Is the U.S. natural gas glut really that bad? Yes, it is. The EIA Monthly Update of May 29, 2012 stated that natural gas use for electricity was up in March by 39.6% year over year. Many people harped on this as a signal that demand was catching up with supply. Not so. This increase amounted to +0.2Bcf greater use of natural gas year over year during the month of March 2012. Some might say this is a lot. However, the data for the first three months of total U.S. natural gas production in 2012 show that U.S. natural gas production has increased 449 Bcf over the first three months of production in 2011. If every month increased electricity generation use by the +0.2Bcf in March 2012, that would only amount to +2.4Bcf for the entire year.

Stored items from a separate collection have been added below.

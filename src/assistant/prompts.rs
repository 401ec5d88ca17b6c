//! Prompt templates for the two pipeline stages.

use handlebars::Handlebars;
use serde_json::json;

use crate::error::{Result, ServiceError};

const RESOLVE_SUPPLY: &str = "\
You are an inventory assistant for a medical supply room. Below is the \
catalog of known medications, one per line as `id: name`.\n\n\
Catalog:\n{{context}}\n\n\
Question: {{input}}\n\n\
Reply with only the numeric id of the medication the question refers to. \
Account for misspellings, brand names, and generic names. If no catalog \
entry matches, reply with exactly 0.";

const SUMMARIZE_STOCK: &str = "\
You are an inventory assistant for a medical supply room. Below is \
structured stock data for one medication as JSON. `quantity` is the total \
units on hand and `lots` is the number of stock lots it is spread across.\n\n\
Stock data:\n{{context}}\n\n\
Question: {{input}}\n\n\
Answer the question in one or two sentences of plain language, using only \
the stock data above.";

/// Renders the stage prompts with `{{input}}`/`{{context}}` substitution.
pub struct PromptEngine {
    handlebars: Handlebars<'static>,
}

impl PromptEngine {
    pub fn new() -> Result<Self> {
        let mut handlebars = Handlebars::new();
        handlebars.set_strict_mode(false);
        handlebars.register_escape_fn(handlebars::no_escape);

        handlebars
            .register_template_string("resolve_supply", RESOLVE_SUPPLY)
            .map_err(|e| ServiceError::Template(e.to_string()))?;
        handlebars
            .register_template_string("summarize_stock", SUMMARIZE_STOCK)
            .map_err(|e| ServiceError::Template(e.to_string()))?;

        Ok(Self { handlebars })
    }

    /// Stage-one prompt: free text plus the rendered candidate catalog.
    pub fn render_resolution(&self, question: &str, catalog: &str) -> Result<String> {
        let rendered = self.handlebars.render(
            "resolve_supply",
            &json!({ "input": question, "context": catalog }),
        )?;
        Ok(rendered)
    }

    /// Stage-two prompt: free text plus the stock summary JSON.
    pub fn render_summary(&self, question: &str, summary_json: &str) -> Result<String> {
        let rendered = self.handlebars.render(
            "summarize_stock",
            &json!({ "input": question, "context": summary_json }),
        )?;
        Ok(rendered)
    }
}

The increase in total U.S. production from 2010 to 2011 was approximately 1.67Tcf. Extrapolating from the first three months' data, the increase for 2012 stands to be about 1.8Tcf. This supply increase is almost three orders of magnitude more than the increase in demand from electricity generation. Without a Congressional Natural Gas For Transportation Act, the adoption of natural gas for transportation will be a very slow process. XOM's CEO has been quoted as saying XOM is waiting for clarity from the government before it invests large amounts of money in natural gas infrastructure. After all, how many of your neighbors have a car or truck running on natural gas? Very few people can say they even know of one. Very few people can say their city bus system or a local trucking company uses natural gas powered vehicles.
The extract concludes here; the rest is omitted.